4. Subscription Economics

Humans type slower than API bots. Anthropic can offer flat-rate pricing because human typing speed creates a natural rate limit. A developer sending 50 messages/day with think time between them is predictable and bounded. An API script sending 50 requests/second is not.

5. Cache Reuse Within Sessions

Within a session, 97% of every API call is a cache read. The incremental cost of each additional message is tiny compared to the first message. This is why long sessions are surprisingly economical.

When API IS Better

The API is the right choice when you're:

Building customer-facing products
Need programmatic access at scale
Running custom pipelines or batch processing
Require fine-grained control over prompts and parameters

Design Patterns & Engineering Decisions

Stepping back, several design patterns emerge from this analysis:

Pattern	Implementation	Why
Append-only log	JSONL files	Crash-safe, streamable, auditable
Security sandbox	CLI executes, AI proposes	No direct filesystem access for the model
Cache-first architecture	1-hour ephemeral cache, prefix optimization	9,000x compute reduction
Multi-model routing	Haiku/Sonnet/Opus per task type	18x cost difference between cheapest and most expensive
Dedup by composite key	`messageId:requestId` hash	Handles parent/child session overlap
Context compression	Compact agents with Sonnet	Enables infinite-length sessions

Practical Insights for Developers

Based on this analysis, here's what actually matters for your usage:

Don't fear long conversations within a session. Cache reads are 97% of tokens and cost 10% of input price. The incremental cost of message N+1 is small.
Be specific in prompts. Vague prompts cause more tool-use round-trips. "Fix the auth bug in src/auth/login.ts line 42" = 2 API calls. "Something's wrong with login" = 6+ API calls.
Use /compact proactively. When you notice context growing large, manually trigger compression before the auto-trigger kicks in. You maintain more control over what gets preserved.
Break big tasks into focused sessions. While long sessions are cheap, new sessions start with a fresh, small context — faster responses and more focused results.
Subagents are free optimization. When the CLI spawns Haiku agents for research, that's 18x cheaper than using the main Opus model. Don't fight it.
New sessions reset the cache. The first message in a new session is the most expensive (100% cache miss). Subsequent messages drop to 95%+ cache hits within 2-3 turns.

Engineering Takeaways

After analyzing 165.9 million tokens across 4 days of real usage, here's what I've concluded:

Claude Code is fundamentally a cache-optimized, multi-model orchestration layer. The CLI's value isn't the terminal UI — it's the invisible infrastructure that manages caching, model routing, context compression, and tool execution.

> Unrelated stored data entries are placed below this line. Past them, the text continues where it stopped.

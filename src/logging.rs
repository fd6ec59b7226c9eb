use std::fmt::{Display, Formatter};
use std::sync::atomic::{AtomicUsize, Ordering};
use std::time::Instant;

use rocket::{
    fairing::{Fairing, Info, Kind},
    http::{Header, StatusClass},
    request::{FromRequest, Outcome},
    Data, Orbit, Request, Response, Rocket,
};

/// Response header echoing the request's ID, so client reports can be matched
/// against the server log.
pub const REQUEST_ID_HEADER: &str = "X-Request-Id";

/// A unique identifier for a particular request.
#[derive(Debug, Copy, Clone, Eq, PartialEq, Ord, PartialOrd)]
pub struct RequestId(pub usize);

impl Display for RequestId {
    fn fmt(&self, f: &mut Formatter<'_>) -> std::fmt::Result {
        write!(f, "{}", self.0)
    }
}

impl RequestId {
    /// Atomically get the next ID. This wraps around back to zero if you somehow exceed a usize.
    pub fn next() -> RequestId {
        static REQUEST_ID_COUNTER: AtomicUsize = AtomicUsize::new(0);
        RequestId(REQUEST_ID_COUNTER.fetch_add(1, Ordering::Relaxed))
    }
}

/// Allow the ID to be accessed via request guard.
#[rocket::async_trait]
impl<'r> FromRequest<'r> for &'r RequestId {
    type Error = (); // No errors possible, use the `!` type once stabilised.

    async fn from_request(req: &'r Request<'_>) -> Outcome<Self, Self::Error> {
        Outcome::Success(req.local_cache(RequestId::next))
    }
}

/// When the request arrived.
struct Received(Instant);

/// A rocket fairing that does global logging, e.g. logging every request and response.
#[derive(Debug, Copy, Clone)]
pub struct LoggerFairing;

#[rocket::async_trait]
impl Fairing for LoggerFairing {
    fn info(&self) -> Info {
        Info {
            name: "Logger",
            kind: Kind::Liftoff | Kind::Request | Kind::Response | Kind::Shutdown,
        }
    }

    async fn on_liftoff(&self, rocket: &Rocket<Orbit>) {
        let protocol = if rocket.config().tls_enabled() {
            "https"
        } else {
            "http"
        };
        let ip = &rocket.config().address;
        let port = &rocket.config().port;
        info!("Ledger API listening on {protocol}://{ip}:{port}");
    }

    async fn on_request(&self, req: &mut Request<'_>, _data: &mut Data<'_>) {
        let id = req.local_cache(RequestId::next);
        req.local_cache(|| Received(Instant::now()));
        let method = req.method();
        let uri = req.uri();
        info!("->req{id} {method} {uri}");
    }

    async fn on_response<'r>(&self, req: &'r Request<'_>, res: &mut Response<'r>) {
        let id = req.local_cache(RequestId::next);
        let elapsed = req.local_cache(|| Received(Instant::now())).0.elapsed();
        res.set_header(Header::new(REQUEST_ID_HEADER, id.to_string()));

        let code = res.status();
        let route = match req.route() {
            Some(r) => match r.name {
                Some(ref name) => format!("{name} ({})", r.uri),
                None => r.uri.to_string(),
            },
            None => "UNKNOWN ROUTE".to_string(),
        };
        // Never log the auth cookie or bodies: they may identify the voter.
        let log_msg = format!("<-rsp{id} {code} {route} in {}ms", elapsed.as_millis());
        match code.class() {
            StatusClass::ServerError => error!("{log_msg}"),
            StatusClass::ClientError => warn!("{log_msg}"),
            _ => info!("{log_msg}"),
        }
    }

    async fn on_shutdown(&self, _rocket: &Rocket<Orbit>) {
        warn!("Shutdown requested, draining in-flight votes...");
    }
}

The 92% cost difference between API and CLI isn't a pricing trick. It's architectural. The CLI is purpose-built to exploit prefix caching (97% cache hits), multi-model routing (18x cost range), and human typing speed as a natural rate limiter.

The JSONL session format is a goldmine for anyone building custom tooling. Every API call, every token count, every model switch is recorded. If you want to build your own usage analytics, cost tracking, or session analysis — the data is sitting right there in your home directory.

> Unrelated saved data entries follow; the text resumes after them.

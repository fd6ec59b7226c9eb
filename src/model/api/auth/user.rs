use std::fmt::Display;

use serde_repr::{Deserialize_repr, Serialize_repr};

/// A kind of account, having defined rights. Accounts themselves live with
/// the identity service; tokens only carry their ID and rights.
pub trait User {
    /// The rights of this user type.
    const RIGHTS: Rights;
}

/// Different privilege levels.
#[derive(Debug, PartialEq, Eq, Clone, Copy, Serialize_repr, Deserialize_repr)]
#[repr(u8)]
pub enum Rights {
    Voter = 0,
    Admin = 1,
    Auditor = 2,
}

impl Display for Rights {
    fn fmt(&self, formatter: &mut std::fmt::Formatter<'_>) -> std::fmt::Result {
        write!(
            formatter,
            "{}",
            match self {
                Self::Voter => "voter",
                Self::Admin => "admin",
                Self::Auditor => "auditor",
            }
        )
    }
}

/// Someone who may cast a vote.
#[derive(Debug)]
pub struct Voter;

impl User for Voter {
    const RIGHTS: Rights = Rights::Voter;
}

/// An election official managing the voter registry and candidate directory.
#[derive(Debug)]
pub struct Admin;

impl User for Admin {
    const RIGHTS: Rights = Rights::Admin;
}

/// An independent observer with read-only access to the ledger.
#[derive(Debug)]
pub struct Auditor;

impl User for Auditor {
    const RIGHTS: Rights = Rights::Auditor;
}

Understanding these internals won't make you a better prompt engineer. But it will help you understand why certain patterns are cheap (long focused sessions), why others are expensive (starting fresh sessions frequently), and why Claude Code can offer flat-rate pricing that seems too good to be true.

It's not too good to be true. It's just good engineering.

All data in this post comes from real Claude Code sessions analyzed over 4 days across 4 active projects, totaling 165.9M tokens and $170.51 in equivalent API costs.